JACKSON, Miss. The continued good health of a Mississippi baby born with HIV causes Hannah Gay, the HIV specialist who treats the child, to speak of divine intervention.
The baby remains in remission more than 18 months after her last anti-viral treatment. "Hopefully we'll be able to find out what it was about this case that was different from all the others that we've ever seen and be able to replicate that for other babies in the future."
The 3-year-old's continued lack of any replication of the virus indicates the first documented case of HIV remission in a child, The New England Journal of Medicine reported Oct. 23, fostering renewed hope that the child is permanently cured.
"The big question, of course is, 'Is this child cured of HIV infection?'" the Journal article stated. "The best answer at this moment is a definitive 'maybe.'"
Gay, an associate professor of pediatric infectious diseases at the University of Mississippi Medical Center, was first credited in March with achieving a "functional" cure of the child, indicating the viral presence remained in the child but was no longer replicating.

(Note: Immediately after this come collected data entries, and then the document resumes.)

//! Linearly weighted window sums, the primitive behind WMA.
//!
//! For a window of width `period`, the sample `j` positions back from the
//! newest one gets weight `period - j`: the newest sample weighs `period`, the
//! oldest weighs 1. The normalising divisor is the fixed weight sum
//! `period * (period + 1) / 2`.
//!
//! Weights and divisor are converted to the element type once, when the
//! [`LinearWeights`] is built, and then reused for every window of a call.

use crate::error::Result;
use crate::traits::SeriesElement;

/// Sum of the linear weights `1 + 2 + ... + period`.
///
/// ```
/// use cloud_ta::kernels::weighted_sum::linear_weight_sum;
///
/// assert_eq!(linear_weight_sum(3), 6);
/// assert_eq!(linear_weight_sum(10), 55);
/// ```
#[inline]
#[must_use]
pub const fn linear_weight_sum(period: usize) -> usize {
    period * (period + 1) / 2
}

/// Precomputed linear weights for one window width.
#[derive(Debug, Clone)]
pub struct LinearWeights<T> {
    /// Weights in window order (oldest first): `1, 2, ..., period`.
    weights: Vec<T>,
    weight_sum: T,
}

impl<T: SeriesElement> LinearWeights<T> {
    /// Builds the weights and divisor for windows of width `period`.
    ///
    /// # Errors
    ///
    /// Returns `Error::NumericConversion` if a weight cannot be represented in `T`.
    pub fn new(period: usize) -> Result<Self> {
        let weights = (1..=period)
            .map(T::from_usize)
            .collect::<Result<Vec<T>>>()?;
        Ok(Self {
            weights,
            weight_sum: T::from_usize(linear_weight_sum(period))?,
        })
    }

    /// Window width these weights apply to.
    #[inline]
    #[must_use]
    pub fn period(&self) -> usize {
        self.weights.len()
    }

    /// The normalising divisor `period * (period + 1) / 2`.
    #[inline]
    #[must_use]
    pub fn weight_sum(&self) -> T {
        self.weight_sum
    }

    /// Weighted sum of a window given oldest first.
    ///
    /// Accumulates from the newest sample backwards. A NaN anywhere in the
    /// window yields NaN.
    #[inline]
    #[must_use]
    pub fn weighted_sum(&self, window: &[T]) -> T {
        debug_assert_eq!(window.len(), self.weights.len());
        window
            .iter()
            .zip(&self.weights)
            .rev()
            .fold(T::zero(), |acc, (&value, &weight)| acc + weight * value)
    }

    /// Weighted average of a window given oldest first.
    #[inline]
    #[must_use]
    pub fn average(&self, window: &[T]) -> T {
        self.weighted_sum(window) / self.weight_sum
    }
}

The viral presence was so low it could only have been detected by ultrasensitive methods, but not the standard clinical tests.

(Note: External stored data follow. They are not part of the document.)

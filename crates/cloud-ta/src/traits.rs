//! Core traits for cloud-ta numeric operations.
//!
//! The primary trait is [`SeriesElement`], which abstracts the indicator
//! kernels over `f32` and `f64`. The module also hosts the small validation
//! helpers shared by the multi-series kernels.
//!
//! # Example
//!
//! ```
//! use cloud_ta::traits::SeriesElement;
//!
//! fn mean<T: SeriesElement>(data: &[T]) -> cloud_ta::Result<T> {
//!     let n = T::from_usize(data.len())?;
//!     Ok(data.iter().fold(T::zero(), |acc, &x| acc + x) / n)
//! }
//!
//! let m = mean(&[1.0_f64, 2.0, 3.0]).unwrap();
//! assert!((m - 2.0).abs() < 1e-12);
//! ```

use num_traits::{Float, NumCast};

use crate::error::{Error, Result};

/// A trait for types that can be used as elements in a price or indicator series.
///
/// It extends `num_traits::Float` with the conversions the kernels need to turn
/// periods and thresholds into the element type.
pub trait SeriesElement: Float + NumCast + Copy + Default + Send + Sync + 'static {
    /// Creates a series element from a `usize` value.
    ///
    /// Used to turn periods and weights into the element type.
    ///
    /// # Errors
    ///
    /// Returns `Error::NumericConversion` if the value cannot be represented in this type.
    #[inline]
    fn from_usize(value: usize) -> Result<Self> {
        <Self as NumCast>::from(value).ok_or(Error::NumericConversion {
            context: "usize to series element",
        })
    }

    /// Creates a series element from an `f64` value.
    ///
    /// # Errors
    ///
    /// Returns `Error::NumericConversion` if the value cannot be represented in this type.
    #[inline]
    fn from_f64(value: f64) -> Result<Self> {
        <Self as NumCast>::from(value).ok_or(Error::NumericConversion {
            context: "f64 to series element",
        })
    }

    /// Returns the constant 2 as this type.
    ///
    /// Used by every midpoint (`(a + b) / 2`) and by the EMA smoothing factor.
    #[inline]
    #[must_use]
    fn two() -> Self {
        Self::one() + Self::one()
    }
}

// Blanket implementation for all types that satisfy the bounds
impl<T: Float + NumCast + Copy + Default + Send + Sync + 'static> SeriesElement for T {}

/// Validates that `high` and `low` describe the same number of bars.
///
/// # Errors
///
/// Returns `Error::LengthMismatch` if the lengths differ.
#[inline]
pub fn validate_high_low<T>(high: &[T], low: &[T]) -> Result<()> {
    if high.len() == low.len() {
        Ok(())
    } else {
        Err(Error::LengthMismatch {
            description: format!("high has {} elements, low has {}", high.len(), low.len()),
        })
    }
}

/// Validates that `high`, `low` and `close` describe the same number of bars.
///
/// # Errors
///
/// Returns `Error::LengthMismatch` if any of the lengths differ.
#[inline]
pub fn validate_high_low_close<T>(high: &[T], low: &[T], close: &[T]) -> Result<()> {
    validate_high_low(high, low)?;
    if high.len() == close.len() {
        Ok(())
    } else {
        Err(Error::LengthMismatch {
            description: format!(
                "high has {} elements, close has {}",
                high.len(),
                close.len()
            ),
        })
    }
}

/// Validates that an output buffer can hold `required` elements.
///
/// # Errors
///
/// Returns `Error::BufferTooSmall` if `output` is shorter than `required`.
#[inline]
pub fn validate_output_len<T>(
    output: &[T],
    required: usize,
    indicator: &'static str,
) -> Result<()> {
    if output.len() < required {
        Err(Error::BufferTooSmall {
            required,
            actual: output.len(),
            indicator,
        })
    } else {
        Ok(())
    }
}
//! Technical analysis indicators.
//!
//! # Overview
//!
//! Every indicator is a batch function over whole slices and returns a series
//! of the same length as its input. Short inputs never fail; each indicator
//! has its own warm-up sentinel:
//!
//! | Indicator | Warm-up | Input shorter than `period` |
//! |-----------|---------|------------------------------|
//! | [`wma`], [`hullma`] | NaN | all NaN |
//! | [`ema`] | none, seeded with the first sample | defined |
//! | [`atr`] | zero | all zero |
//! | [`ichimoku_line`] | back-filled with the first value | all zero |
//! | [`ichimoku_line_hull`] | NaN (Hull cascade) | all NaN |
//!
//! Errors are reserved for inputs outside the contract: mismatched
//! high/low/close lengths, an undersized `_into` buffer, or a period that
//! cannot be represented in the element type.
//!
//! # Moving Averages
//!
//! - [`wma`] - Weighted Moving Average with linear weights
//! - [`hullma`] - Hull Moving Average, a three-stage WMA cascade
//! - [`ema`] - Exponential Moving Average seeded with the first sample
//!
//! # Volatility
//!
//! - [`atr`] - Average True Range with Wilder smoothing
//! - [`true_range`] - per-bar True Range
//!
//! # Ichimoku
//!
//! - [`ichimoku_line`] / [`ichimoku_components`] - classic rolling-midpoint lines
//! - [`ichimoku_line_hull`] / [`ichimoku_components_hull`] - Hull-smoothed lines
//!
//! # Signals
//!
//! - [`hullma_trend`], [`hullma_pullback`], [`hullma_bounce`]
//!
//! # Example
//!
//! ```
//! use cloud_ta::indicators::{hullma, hullma_trend, Trend};
//!
//! let prices: Vec<f64> = (0..100).map(|i| 100.0 + i as f64).collect();
//! let fast = hullma(&prices, 9).unwrap();
//! let slow = hullma(&prices, 36).unwrap();
//!
//! assert_eq!(hullma_trend(&fast, &slow), Trend::Bullish);
//! ```

pub mod atr;
pub mod ema;
pub mod hull;
pub mod ichimoku;
pub mod ichimoku_hull;
pub mod signals;
pub mod wma;

pub use atr::{atr, atr_into, atr_lookback, atr_min_len, true_range, Atr};
pub use ema::{ema, ema_alpha, ema_into};
pub use hull::{hull_half_period, hull_sqrt_period, hullma, hullma_lookback, hullma_min_len};
pub use ichimoku::{
    ichimoku_components, ichimoku_line, ichimoku_line_into, ichimoku_line_lookback, Ichimoku,
    IchimokuOutput,
};
pub use ichimoku_hull::{ichimoku_components_hull, ichimoku_line_hull};
pub use signals::{
    hullma_bounce, hullma_pullback, hullma_trend, BounceSignal, HullSignalSnapshot, HullSignals,
    PullbackSignal, Trend,
};
pub use wma::{wma, wma_into, wma_lookback, wma_min_len};
//! Python bindings for the cloud-ta indicator engine.
//!
//! Exposes the module `advanced_ichimoku_cloud` via `PyO3`, with `NumPy`
//! `float64` arrays in and out.
//!
//! The single-series kernels with a pre-allocated variant (`wma`, `ema`,
//! `atr`, `ichimoku_line`) accept an optional `out` parameter following
//! `NumPy` conventions:
//! - If `out` is provided, results are written directly into it
//! - If `out` is None, a new array is allocated and returned

#![allow(clippy::needless_pass_by_value)] // PyO3 requires pass-by-value for Python interop
#![allow(clippy::type_complexity)] // PyO3 types are complex by nature

use cloud_ta::indicators::{self, IchimokuOutput};
use numpy::{PyArray1, PyArrayMethods, PyReadonlyArray1};
use pyo3::exceptions::PyValueError;
use pyo3::prelude::*;

/// Convert cloud-ta error to Python `ValueError`
fn to_py_err(e: cloud_ta::Error) -> PyErr {
    PyValueError::new_err(e.to_string())
}

type Components<'py> = (
    Bound<'py, PyArray1<f64>>,
    Bound<'py, PyArray1<f64>>,
    Bound<'py, PyArray1<f64>>,
    Bound<'py, PyArray1<f64>>,
);

fn components_to_py(py: Python<'_>, output: IchimokuOutput<f64>) -> Components<'_> {
    (
        PyArray1::from_vec(py, output.tenkan),
        PyArray1::from_vec(py, output.kijun),
        PyArray1::from_vec(py, output.senkou_a),
        PyArray1::from_vec(py, output.senkou_b),
    )
}

// =============================================================================
// Hull Moving Average
// =============================================================================

/// Weighted Moving Average (WMA)
///
/// Linear weights, the most recent price weighted highest.
///
/// Args:
///     prices: Input price array (`NumPy` array of f64)
///     period: The number of periods for the moving average
///     out: Optional pre-allocated output array
///
/// Returns:
///     `NumPy` array with WMA values (first period-1 values are NaN, all NaN
///     if the input is shorter than period)
#[pyfunction]
#[pyo3(signature = (prices, period, out=None))]
fn wma<'py>(
    py: Python<'py>,
    prices: PyReadonlyArray1<'py, f64>,
    period: usize,
    out: Option<Bound<'py, PyArray1<f64>>>,
) -> PyResult<Bound<'py, PyArray1<f64>>> {
    let input = prices.as_slice()?;

    if let Some(output) = out {
        // SAFETY: We have exclusive access during this function call
        let slice = unsafe { output.as_slice_mut()? };
        indicators::wma_into(input, period, slice).map_err(to_py_err)?;
        Ok(output)
    } else {
        let result = indicators::wma(input, period).map_err(to_py_err)?;
        Ok(PyArray1::from_vec(py, result))
    }
}

/// Hull Moving Average (HullMA)
///
/// `WMA(2 * WMA(prices, period / 2) - WMA(prices, period), sqrt(period))`.
///
/// Args:
///     prices: Input price array (`NumPy` array of f64)
///     period: The Hull period
///
/// Returns:
///     `NumPy` array with HullMA values (NaN during warm-up)
#[pyfunction]
fn hullma<'py>(
    py: Python<'py>,
    prices: PyReadonlyArray1<'py, f64>,
    period: usize,
) -> PyResult<Bound<'py, PyArray1<f64>>> {
    let result = indicators::hullma(prices.as_slice()?, period).map_err(to_py_err)?;
    Ok(PyArray1::from_vec(py, result))
}

// =============================================================================
// Hull Signals
// =============================================================================

/// Trend from the last values of a short and a long HullMA.
///
/// Returns:
///     1 (bullish), -1 (bearish) or 0 (equal, NaN, or fewer than 2 values)
#[pyfunction]
fn hullma_trend(
    hullma_short: PyReadonlyArray1<'_, f64>,
    hullma_long: PyReadonlyArray1<'_, f64>,
) -> PyResult<i32> {
    let trend = indicators::hullma_trend(hullma_short.as_slice()?, hullma_long.as_slice()?);
    Ok(trend.into())
}

/// Pullback of the last price towards the long HullMA.
///
/// Returns:
///     Tuple of (`is_pullback`, `distance_ratio`)
#[pyfunction]
#[pyo3(signature = (prices, hullma_long, threshold=0.03))]
fn hullma_pullback(
    prices: PyReadonlyArray1<'_, f64>,
    hullma_long: PyReadonlyArray1<'_, f64>,
    threshold: f64,
) -> PyResult<(bool, f64)> {
    let signal = indicators::hullma_pullback(prices.as_slice()?, hullma_long.as_slice()?, threshold);
    Ok((signal.is_pullback, signal.distance_ratio))
}

/// Bounce of the last one-bar return out of the `[-threshold, threshold]` dead zone.
///
/// Returns:
///     Tuple of (`is_bounce_up`, `is_bounce_down`, `strength`)
#[pyfunction]
#[pyo3(signature = (prices, threshold=0.002))]
fn hullma_bounce(prices: PyReadonlyArray1<'_, f64>, threshold: f64) -> PyResult<(bool, bool, f64)> {
    let signal = indicators::hullma_bounce(prices.as_slice()?, threshold);
    Ok((signal.is_bounce_up, signal.is_bounce_down, signal.strength))
}

// =============================================================================
// Ichimoku
// =============================================================================

/// Ichimoku line: rolling midpoint of the highest high and lowest low.
///
/// Args:
///     high: High prices
///     low: Low prices
///     period: Window length
///     out: Optional pre-allocated output array
///
/// Returns:
///     `NumPy` array; the first period-1 values repeat the first full-window
///     value, and the whole array is zero if the input is shorter than period
#[pyfunction]
#[pyo3(signature = (high, low, period, out=None))]
fn ichimoku_line<'py>(
    py: Python<'py>,
    high: PyReadonlyArray1<'py, f64>,
    low: PyReadonlyArray1<'py, f64>,
    period: usize,
    out: Option<Bound<'py, PyArray1<f64>>>,
) -> PyResult<Bound<'py, PyArray1<f64>>> {
    let h = high.as_slice()?;
    let l = low.as_slice()?;

    if let Some(output) = out {
        // SAFETY: We have exclusive access during this function call
        let slice = unsafe { output.as_slice_mut()? };
        indicators::ichimoku_line_into(h, l, period, slice).map_err(to_py_err)?;
        Ok(output)
    } else {
        let result = indicators::ichimoku_line(h, l, period).map_err(to_py_err)?;
        Ok(PyArray1::from_vec(py, result))
    }
}

/// Classic Ichimoku components.
///
/// Returns:
///     Tuple of (tenkan, kijun, `senkou_a`, `senkou_b`) arrays
#[pyfunction]
fn ichimoku_components<'py>(
    py: Python<'py>,
    high: PyReadonlyArray1<'py, f64>,
    low: PyReadonlyArray1<'py, f64>,
    tenkan_period: usize,
    kijun_period: usize,
    senkou_period: usize,
) -> PyResult<Components<'py>> {
    let output = indicators::ichimoku_components(
        high.as_slice()?,
        low.as_slice()?,
        tenkan_period,
        kijun_period,
        senkou_period,
    )
    .map_err(to_py_err)?;
    Ok(components_to_py(py, output))
}

/// Hull-smoothed Ichimoku line: HullMA of the `(high + low) / 2` median.
#[pyfunction]
fn ichimoku_line_hull<'py>(
    py: Python<'py>,
    high: PyReadonlyArray1<'py, f64>,
    low: PyReadonlyArray1<'py, f64>,
    period: usize,
) -> PyResult<Bound<'py, PyArray1<f64>>> {
    let result = indicators::ichimoku_line_hull(high.as_slice()?, low.as_slice()?, period)
        .map_err(to_py_err)?;
    Ok(PyArray1::from_vec(py, result))
}

/// Hull-smoothed Ichimoku components.
///
/// Returns:
///     Tuple of (tenkan, kijun, `senkou_a`, `senkou_b`) arrays; `senkou_a` is
///     NaN wherever tenkan or kijun is NaN
#[pyfunction]
fn ichimoku_components_hull<'py>(
    py: Python<'py>,
    high: PyReadonlyArray1<'py, f64>,
    low: PyReadonlyArray1<'py, f64>,
    tenkan_period: usize,
    kijun_period: usize,
    senkou_period: usize,
) -> PyResult<Components<'py>> {
    let output = indicators::ichimoku_components_hull(
        high.as_slice()?,
        low.as_slice()?,
        tenkan_period,
        kijun_period,
        senkou_period,
    )
    .map_err(to_py_err)?;
    Ok(components_to_py(py, output))
}

// =============================================================================
// EMA / ATR
// =============================================================================

/// Exponential Moving Average seeded with the first value.
///
/// Args:
///     data: Input array
///     period: Smoothing period, alpha = 2 / (period + 1)
///     out: Optional pre-allocated output array
#[pyfunction]
#[pyo3(signature = (data, period, out=None))]
fn ema<'py>(
    py: Python<'py>,
    data: PyReadonlyArray1<'py, f64>,
    period: usize,
    out: Option<Bound<'py, PyArray1<f64>>>,
) -> PyResult<Bound<'py, PyArray1<f64>>> {
    let input = data.as_slice()?;

    if let Some(output) = out {
        // SAFETY: We have exclusive access during this function call
        let slice = unsafe { output.as_slice_mut()? };
        indicators::ema_into(input, period, slice).map_err(to_py_err)?;
        Ok(output)
    } else {
        let result = indicators::ema(input, period).map_err(to_py_err)?;
        Ok(PyArray1::from_vec(py, result))
    }
}

/// Average True Range with Wilder's smoothing.
///
/// Args:
///     high: High prices
///     low: Low prices
///     close: Close prices
///     period: Smoothing period (default 14)
///     out: Optional pre-allocated output array
///
/// Returns:
///     `NumPy` array; zeros before index period-1
#[pyfunction]
#[pyo3(signature = (high, low, close, period=14, out=None))]
fn atr<'py>(
    py: Python<'py>,
    high: PyReadonlyArray1<'py, f64>,
    low: PyReadonlyArray1<'py, f64>,
    close: PyReadonlyArray1<'py, f64>,
    period: usize,
    out: Option<Bound<'py, PyArray1<f64>>>,
) -> PyResult<Bound<'py, PyArray1<f64>>> {
    let h = high.as_slice()?;
    let l = low.as_slice()?;
    let c = close.as_slice()?;

    if let Some(output) = out {
        // SAFETY: We have exclusive access during this function call
        let slice = unsafe { output.as_slice_mut()? };
        indicators::atr_into(h, l, c, period, slice).map_err(to_py_err)?;
        Ok(output)
    } else {
        let result = indicators::atr(h, l, c, period).map_err(to_py_err)?;
        Ok(PyArray1::from_vec(py, result))
    }
}

// =============================================================================
// Module Definition
// =============================================================================

/// Ichimoku cloud with Hull moving average smoothing.
#[pymodule]
fn advanced_ichimoku_cloud(m: &Bound<'_, PyModule>) -> PyResult<()> {
    // Hull moving average and its signals
    m.add_function(wrap_pyfunction!(wma, m)?)?;
    m.add_function(wrap_pyfunction!(hullma, m)?)?;
    m.add_function(wrap_pyfunction!(hullma_trend, m)?)?;
    m.add_function(wrap_pyfunction!(hullma_pullback, m)?)?;
    m.add_function(wrap_pyfunction!(hullma_bounce, m)?)?;

    // Ichimoku
    m.add_function(wrap_pyfunction!(ichimoku_line, m)?)?;
    m.add_function(wrap_pyfunction!(ichimoku_components, m)?)?;
    m.add_function(wrap_pyfunction!(ichimoku_line_hull, m)?)?;
    m.add_function(wrap_pyfunction!(ichimoku_components_hull, m)?)?;

    // Other indicators
    m.add_function(wrap_pyfunction!(ema, m)?)?;
    m.add_function(wrap_pyfunction!(atr, m)?)?;

    m.add("__version__", env!("CARGO_PKG_VERSION"))?;
    Ok(())
}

Gay treated the child, born to a mother who received no prenatal care, with an unprecedented, aggressive regimen of three anti-viral medications within 30 hours of birth three years ago. The mother discontinued treatment of the baby after 18 months, but when she returned the baby for treatment at 23 months tests revealed that the virus had not been replicating.
Gay has been in the spotlight for months because of the achievement. She presented a case study of the baby on Nov. 5 to the prestigious Oxford Union in England, a forum for debate and discussion at Oxford University which has hosted an array of notables, including world leaders, since 1823.

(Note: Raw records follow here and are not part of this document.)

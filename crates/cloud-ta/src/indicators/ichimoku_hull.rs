//! Hull-smoothed Ichimoku lines.
//!
//! Replaces the rolling high/low midpoint with a Hull moving average of the
//! median price `(High + Low) / 2`. The lines react faster than the classic
//! ones and inherit HullMA's NaN warm-up instead of the flat back-fill.
//!
//! # Example
//!
//! ```
//! use cloud_ta::indicators::hull::hullma_lookback;
//! use cloud_ta::indicators::ichimoku_hull::ichimoku_line_hull;
//!
//! let high: Vec<f64> = (0..30).map(|i| 11.0 + i as f64).collect();
//! let low: Vec<f64> = (0..30).map(|i| 9.0 + i as f64).collect();
//!
//! let line = ichimoku_line_hull(&high, &low, 9).unwrap();
//! assert!(line[hullma_lookback(9) - 1].is_nan());
//! assert!(!line[hullma_lookback(9)].is_nan());
//! ```

use crate::error::Result;
use crate::indicators::hull::hullma;
use crate::indicators::ichimoku::IchimokuOutput;
use crate::traits::{validate_high_low, SeriesElement};

/// Median price series `(high[i] + low[i]) / 2`.
fn median_price<T: SeriesElement>(high: &[T], low: &[T]) -> Vec<T> {
    let two = T::two();
    high.iter().zip(low).map(|(&h, &l)| (h + l) / two).collect()
}

/// Computes one Hull-smoothed Ichimoku line: `HullMA(median price, period)`.
///
/// # Errors
///
/// - `Error::LengthMismatch` if `high` and `low` differ in length
/// - `Error::NumericConversion` if the WMA weights cannot be represented in `T`
pub fn ichimoku_line_hull<T: SeriesElement>(
    high: &[T],
    low: &[T],
    period: usize,
) -> Result<Vec<T>> {
    validate_high_low(high, low)?;
    hullma(&median_price(high, low), period)
}

/// Computes the Ichimoku component set from Hull-smoothed lines.
///
/// `senkou_a` is NaN wherever `tenkan` or `kijun` is still warming up.
///
/// # Errors
///
/// See [`ichimoku_line_hull`].
pub fn ichimoku_components_hull<T: SeriesElement>(
    high: &[T],
    low: &[T],
    tenkan_period: usize,
    kijun_period: usize,
    senkou_b_period: usize,
) -> Result<IchimokuOutput<T>> {
    validate_high_low(high, low)?;
    let mid = median_price(high, low);

    let tenkan = hullma(&mid, tenkan_period)?;
    let kijun = hullma(&mid, kijun_period)?;
    let senkou_b = hullma(&mid, senkou_b_period)?;

    let two = T::two();
    let senkou_a = tenkan
        .iter()
        .zip(&kijun)
        .map(|(&t, &k)| {
            if t.is_nan() || k.is_nan() {
                T::nan()
            } else {
                (t + k) / two
            }
        })
        .collect();

    Ok(IchimokuOutput {
        tenkan,
        kijun,
        senkou_a,
        senkou_b,
    })
}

The case gives Gay opportunities to share in general terms her faith in God, and said that she is further maturing her as a Christian.
"I think He's teaching me submission with all of the speaking business. I don't particularly like that, but it is an opportunity for me to be able to say ... when I treated this baby I was not even thinking of curing the baby. That was the furthest thing from my mind. I was simply trying to prevent infection and I failed at what I was trying to do," she said, seeing failure in her inability to keep the baby from being born HIV-positive. "However, my failure in God's hands turned into a miracle. And it was God that cured the baby and I just happened to be standing close by at the time."
The pediatrician, who served six years as a medical missionary in the Horn of Africa 20 years ago, said she doesn't know why God is using her for such a public task as breaking barriers in the cure of pediatric HIV.
"I still have no idea why He picked the shiest pediatrician in America to do this, but I suppose I'll find out in heaven," she said. "I am by basic nature very shy. And fortunately I have a husband [Paul Gay] who is very outgoing and well-spoken. So in most cases I depend on him to do the talking. But the problem is in this particular case, he's an accountant and he knows nothing about pediatric HIV disease."
Shortly after Gay was credited with achieving the functional cure she was reminded about Moses' reticence for the spotlight.
"The first Sunday back when I went to church I found that my pastor was ... just starting a series of sermons from Exodus. And on that first sermon he started preaching about the call of Moses, and God saying to Moses, 'What's that in your hand?' and Moses said, 'It's just a stick, God.'
"And then God proved to Moses that He can use just a stick to get water from a rock, or to part the Red Sea, or whatever. So with Moses protesting all along the way, 'God I can't talk,' God sent him anyway," Gay said.
"I have felt very much like that and I can't tell you that I'm happy with the idea of having to be the one on the speaker's stage all the time. I'm still not happy with it, but there have been a lot of things that I have learned," she said. "Yeah, I can't talk but God is providing words."
Still, she has welcomed venues in Mississippi, where she's using the platform to encourage prenatal care.
"I've been able here in Mississippi, in my own backyard, to really promote the prevention and get the message out there [that] all women need to get ... prenatal care. They need to be tested for HIV during every pregnancy and, if positive, they need to be treated," Gay said. "So I'm giving the prevention message out here in Mississippi and that's something that I've wanted to do, because we're much more interested in preventing HIV rather than curing it."
Gay continues to monitor the child, whose identity has remained anonymous, and sends samples of the patient's blood to labs of her colleagues for ultrasensitive studies.
"I see the child on a regular basis, but several times a year I will be continuing to send samples of her blood to their research labs so that they can do these ultrasensitive tests," Gay said, "and in that way I'm better able to maybe get some early indication that, yeah, her virus may be getting ready to come back. And if that's the case, then I'll know to start medicines right away. But hopefully it's not going to happen."
Deborah Persaud, a virologist and pediatric HIV expert at Johns Hopkins Children's Center, is chairman of the cure committee of the International Maternal Pediatric Adolescent AIDS Clinical Trials Network that will conduct a trial in early 2014 to determine whether the early, aggressive treatment of pediatric HIV can be termed a cure.